Ce gamin "trop mignon trop con" est un peu le spectateur fantasmé par M.L., qui voudrait qu'on accepte qu'elle nous tartine de merde en en redemandant !

Plus révoltant, il y a l’usage récurrent de ces personnages morts ou malades dans le cinéma des trentenaires français. Ça en dit long sur ce à quoi sont prêts ces cinéastes, appelés "nouvelle nouvelle vague", pour donner une bonne image d'eux-mêmes. Ils sont prêts à buter leurs plus proches amis, à faire sauter par dessus-bord leur propre mère s'il le fallait, pour ensuite jouer les endeuillés à toute épreuve qui ont tout vu tout connu et que ça a rendus sages. C’est la kénose à l’envers, c’est-à-dire que plus les gens meurent autour de vous, plus vous êtes entourés de défaillants dénués et de comateux irrécupérables, plus vous bénéficiez de leur sacrifice comme d’un regain d’aura personnelle. Ça fait un peu penser à Sarkozy l'endeuillé vis-à-vis des tueries de Montauban & Toulouse, c'est tout aussi gerbant, sauf que dans ces films, les ficelles sont en outre indubitablement tirées par ceux qui en retirent de la "gloire". Les Petits mouchoirs : Jean Dujardin crève et tout le monde en est glorifié (sauf François Cluzet) ; La Guerre est déclarée : le gamin survit mais il a beau en avoir chié, ce sont ses parents les héros ; Les Adoptés : la sœur crève après une agonie qui dure les deux-tiers du film, et la plus forte c'est Mélanie Grosland, actrice de son propre film, personnage irréprochable de connerie, petite fille de trente ans qui rétrécit sur elle-même au lieu de penser à ce qu'elle est en train de faire, et qui reproduit spontanément, disons même innocemment, les horreurs qui sont véhiculées autour d’elles.
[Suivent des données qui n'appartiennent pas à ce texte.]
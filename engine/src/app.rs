//! Application state and its transitions.

use std::sync::Arc;

use playground_core::edit::DEFAULT_CODE;
use playground_core::request::{Origin, RequestContext};
use playground_core::resolver::{is_auto_build, resolve_primary_action};
use playground_core::{SourceAnalyzer, SourceFacts};
use playground_types::wire::Versions;
use playground_types::{Action, Configuration, InvocationId, Snippet};

use crate::focus::FocusController;
use crate::state::{Outcome, Outputs, RequestRecord, Response};

/// Everything the view renders from.
///
/// Transitions are plain methods on this struct; asynchronous work lives in
/// [`Playground`](crate::Playground) and reports back through settlements.
#[derive(Debug)]
pub struct AppState {
    code: Arc<str>,
    analyzer: SourceAnalyzer,
    facts: SourceFacts,
    pub(crate) configuration: Configuration,
    pub(crate) outputs: Outputs,
    pub(crate) focus: FocusController,
    snippet: Option<Snippet>,
    pub(crate) versions: Option<Versions>,
}

impl AppState {
    #[must_use]
    pub fn new(configuration: Configuration) -> Self {
        let mut state = Self {
            code: Arc::from(""),
            analyzer: SourceAnalyzer::new(),
            facts: SourceFacts::default(),
            configuration,
            outputs: Outputs::default(),
            focus: FocusController::default(),
            snippet: None,
            versions: None,
        };
        state.set_code(DEFAULT_CODE);
        state
    }

    // ========================================================================
    // Accessors
    // ========================================================================

    #[must_use]
    pub fn code(&self) -> &str {
        &self.code
    }

    #[must_use]
    pub fn facts(&self) -> &SourceFacts {
        &self.facts
    }

    #[must_use]
    pub fn configuration(&self) -> &Configuration {
        &self.configuration
    }

    #[must_use]
    pub fn outputs(&self) -> &Outputs {
        &self.outputs
    }

    #[must_use]
    pub fn record(&self, action: Action) -> &RequestRecord {
        self.outputs.record(action)
    }

    #[must_use]
    pub fn focus(&self) -> Option<Action> {
        self.focus.current()
    }

    #[must_use]
    pub fn snippet(&self) -> Option<&Snippet> {
        self.snippet.as_ref()
    }

    #[must_use]
    pub fn versions(&self) -> Option<&Versions> {
        self.versions.as_ref()
    }

    // ========================================================================
    // Derived facts
    // ========================================================================

    /// What the source alone asks for.
    #[must_use]
    pub fn default_action(&self) -> Action {
        self.facts.default_action()
    }

    /// What the generic "run" control performs right now.
    #[must_use]
    pub fn primary_action(&self) -> Action {
        resolve_primary_action(self.configuration.primary_action, self.default_action())
    }

    #[must_use]
    pub fn execution_label(&self) -> &'static str {
        self.primary_action().label()
    }

    #[must_use]
    pub fn is_auto_build(&self) -> bool {
        is_auto_build(self.configuration.primary_action, self.default_action())
    }

    #[must_use]
    pub fn show_snippet_loader(&self) -> bool {
        self.outputs.is_pending(Action::LoadSnippet) || self.outputs.is_pending(Action::SaveSnippet)
    }

    #[must_use]
    pub fn is_output_focused(&self) -> bool {
        self.focus.is_focused()
    }

    #[must_use]
    pub fn has_any_result(&self) -> bool {
        self.outputs.has_any_result()
    }

    pub(crate) fn request_context(&self, origin: Origin) -> RequestContext<'_> {
        RequestContext {
            code: &self.code,
            config: &self.configuration,
            facts: &self.facts,
            origin,
        }
    }

    // ========================================================================
    // Transitions
    // ========================================================================

    pub(crate) fn set_code(&mut self, code: impl Into<Arc<str>>) {
        self.code = code.into();
        self.facts = self.analyzer.facts(&self.code).clone();
    }

    /// A call for `action` started under `id`.
    pub(crate) fn begin(&mut self, action: Action, id: InvocationId) {
        self.outputs.record_mut(action).start(id);
        self.focus.on_trigger(action);
        if action == Action::LoadSnippet {
            self.set_code("");
        }
    }

    /// A trigger for `action` reused the outstanding call.
    pub(crate) fn reuse(&mut self, action: Action) {
        self.focus.on_trigger(action);
    }

    /// Stores a settled outcome. Returns `false` when the record is no longer
    /// waiting on `id`.
    pub(crate) fn settle(&mut self, action: Action, id: InvocationId, outcome: Outcome) -> bool {
        let record = self.outputs.record(action);
        if record.invocation() != Some(id) || !record.is_pending() {
            tracing::warn!(%action, %id, "Discarding stale settlement");
            return false;
        }

        match &outcome {
            Ok(response) => {
                tracing::debug!(%action, %id, "Request succeeded");
                self.apply_response(action, response);
            }
            Err(error) => {
                tracing::warn!(%action, %id, %error, "Request failed");
            }
        }
        self.outputs.record_mut(action).settle(id, outcome)
    }

    fn apply_response(&mut self, action: Action, response: &Response) {
        match (action, response) {
            (Action::Format, Response::Format(formatted)) if formatted.success => {
                self.set_code(formatted.code.as_str());
                self.focus.on_format_applied();
            }
            (Action::LoadSnippet, Response::Snippet(snippet)) => {
                self.set_code(snippet.code.as_str());
                self.configuration.channel = snippet.channel;
                self.configuration.mode = snippet.mode;
                self.configuration.edition = snippet.edition;
                self.snippet = Some(snippet.clone());
            }
            (Action::SaveSnippet, Response::Snippet(snippet)) => {
                self.snippet = Some(snippet.clone());
            }
            _ => {}
        }
    }
}

impl Default for AppState {
    fn default() -> Self {
        Self::new(Configuration::default())
    }
}
//! Configuration loading for the playground client.
//!
//! The file lives at `~/.playground/config.toml` and every section is
//! optional:
//!
//! ```toml
//! [server]
//! base_url = "https://play.rust-lang.org/"
//! timeout_secs = 60
//!
//! [defaults]
//! channel = "nightly"
//! mode = "release"
//! edition = "2018"
//! backtrace = true
//! primary_action = "auto"
//!
//! [assembly]
//! flavor = "intel"
//! demangle = false
//! process = "raw"
//! ```
//!
//! `PLAYGROUND_BASE_URL` overrides `server.base_url`.

use std::path::{Path, PathBuf};
use std::time::Duration;

use serde::Deserialize;
use thiserror::Error;
use url::Url;

use playground_types::{
    AssemblyFlavor, AssemblyOptions, Backtrace, Channel, Configuration, DemangleAssembly, Edition,
    Mode, ParseEnumError, PrimaryAction, ProcessAssembly,
};

pub const BASE_URL_ENV: &str = "PLAYGROUND_BASE_URL";
pub const DEFAULT_BASE_URL: &str = "https://play.rust-lang.org/";
pub const DEFAULT_TIMEOUT_SECS: u64 = 60;

#[derive(Debug, Error)]
pub enum ConfigError {
    #[error("failed to read config at {}: {source}", path.display())]
    Read {
        path: PathBuf,
        source: std::io::Error,
    },
    #[error("failed to parse config at {}: {source}", path.display())]
    Parse {
        path: PathBuf,
        source: toml::de::Error,
    },
    #[error("invalid base URL {value:?}: {source}")]
    InvalidBaseUrl {
        value: String,
        source: url::ParseError,
    },
    #[error(transparent)]
    InvalidValue(#[from] ParseEnumError),
}

impl ConfigError {
    #[must_use]
    pub fn path(&self) -> Option<&Path> {
        match self {
            ConfigError::Read { path, .. } | ConfigError::Parse { path, .. } => Some(path),
            ConfigError::InvalidBaseUrl { .. } | ConfigError::InvalidValue(_) => None,
        }
    }
}

#[derive(Debug, Default, Deserialize)]
pub struct PlaygroundConfig {
    pub server: Option<ServerConfig>,
    pub defaults: Option<DefaultsConfig>,
    pub assembly: Option<AssemblyConfig>,
}

#[derive(Debug, Default, Deserialize)]
pub struct ServerConfig {
    pub base_url: Option<String>,
    /// Whole-request timeout. Default: 60.
    pub timeout_secs: Option<u64>,
}

#[derive(Debug, Default, Deserialize)]
pub struct DefaultsConfig {
    pub channel: Option<Channel>,
    pub mode: Option<Mode>,
    pub edition: Option<Edition>,
    #[serde(default)]
    pub backtrace: bool,
    /// `auto` or an action name such as `execute` or `mir`.
    pub primary_action: Option<String>,
}

#[derive(Debug, Default, Deserialize)]
pub struct AssemblyConfig {
    pub flavor: Option<AssemblyFlavor>,
    pub demangle: Option<bool>,
    pub process: Option<ProcessAssembly>,
}

/// Where and how to reach the backend.
#[derive(Debug, Clone, PartialEq, Eq)]
pub struct ServerSettings {
    pub base_url: Url,
    pub timeout: Duration,
}

/// A fully resolved configuration with every default filled in.
#[derive(Debug, Clone, PartialEq, Eq)]
pub struct Settings {
    pub server: ServerSettings,
    pub configuration: Configuration,
}

impl PlaygroundConfig {
    /// Loads `~/.playground/config.toml`. A missing file is not an error.
    pub fn load() -> Result<Option<Self>, ConfigError> {
        match config_path() {
            Some(path) => Self::load_from(&path),
            None => Ok(None),
        }
    }

    pub fn load_from(path: &Path) -> Result<Option<Self>, ConfigError> {
        if !path.exists() {
            return Ok(None);
        }

        let content = match std::fs::read_to_string(path) {
            Ok(content) => content,
            Err(err) => {
                tracing::warn!("Failed to read config at {:?}: {}", path, err);
                return Err(ConfigError::Read {
                    path: path.to_path_buf(),
                    source: err,
                });
            }
        };

        match toml::from_str(&content) {
            Ok(config) => Ok(Some(config)),
            Err(err) => {
                tracing::warn!("Failed to parse config at {:?}: {}", path, err);
                Err(ConfigError::Parse {
                    path: path.to_path_buf(),
                    source: err,
                })
            }
        }
    }

    #[must_use]
    pub fn path() -> Option<PathBuf> {
        config_path()
    }

    /// Resolves against the process environment.
    pub fn resolve(&self) -> Result<Settings, ConfigError> {
        self.resolve_with_base_override(std::env::var(BASE_URL_ENV).ok())
    }

    /// Resolves with an explicit base URL override in place of the environment.
    pub fn resolve_with_base_override(
        &self,
        base_override: Option<String>,
    ) -> Result<Settings, ConfigError> {
        let server = self.server.as_ref();
        let raw_base = base_override
            .filter(|value| !value.trim().is_empty())
            .or_else(|| server.and_then(|s| s.base_url.clone()))
            .unwrap_or_else(|| DEFAULT_BASE_URL.to_string());
        let base_url = Url::parse(&raw_base).map_err(|source| ConfigError::InvalidBaseUrl {
            value: raw_base.clone(),
            source,
        })?;
        let timeout = Duration::from_secs(
            server
                .and_then(|s| s.timeout_secs)
                .filter(|secs| *secs > 0)
                .unwrap_or(DEFAULT_TIMEOUT_SECS),
        );

        let mut configuration = Configuration::default();
        if let Some(defaults) = &self.defaults {
            configuration.channel = defaults.channel.unwrap_or_default();
            configuration.mode = defaults.mode.unwrap_or_default();
            configuration.edition = defaults.edition.unwrap_or_default();
            if defaults.backtrace {
                configuration.backtrace = Backtrace::Enabled;
            }
            if let Some(primary) = &defaults.primary_action {
                configuration.primary_action = primary.parse::<PrimaryAction>()?;
            }
        }
        if let Some(assembly) = &self.assembly {
            configuration.assembly = AssemblyOptions {
                flavor: assembly.flavor.unwrap_or_default(),
                demangle: match assembly.demangle {
                    Some(false) => DemangleAssembly::Mangle,
                    Some(true) | None => DemangleAssembly::Demangle,
                },
                process: assembly.process.unwrap_or_default(),
            };
        }

        Ok(Settings {
            server: ServerSettings { base_url, timeout },
            configuration,
        })
    }
}

pub fn config_path() -> Option<PathBuf> {
    dirs::home_dir().map(|home| home.join(".playground").join("config.toml"))
}
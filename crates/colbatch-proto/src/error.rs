//! Protocol error types.

use thiserror::Error;

/// Errors raised while building or parsing protocol values.
#[derive(Debug, Clone, PartialEq, Eq, Error)]
pub enum Error {
    /// Text could not be parsed as a decimal number.
    #[error("invalid decimal: {0}")]
    InvalidDecimal(String),

    /// A value is outside what its representation can carry.
    #[error("invalid value: {0}")]
    InvalidValue(String),
}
Les Adoptés de Mélanie Laurent avec Mélanie Laurent (2011)

26 commentaires:

  1. VU aussi. Je dirais plutôt SUBI :(

    J'ai rarement vu autant de clichés réunis dans un film. Plus tard, cette "oeuvre" sera diffusée dans les écoles de cinéma pour apprendre aux étudiants ce qu'il ne faut surtout PAS faire. C'est abyssal de niaiserie, de nullité et d'indigence.

    Maintenant il faut arrêter, passer à autre chose. Quelque chose de non médiatique, pour le bien de l'humanité. Merci d'avance.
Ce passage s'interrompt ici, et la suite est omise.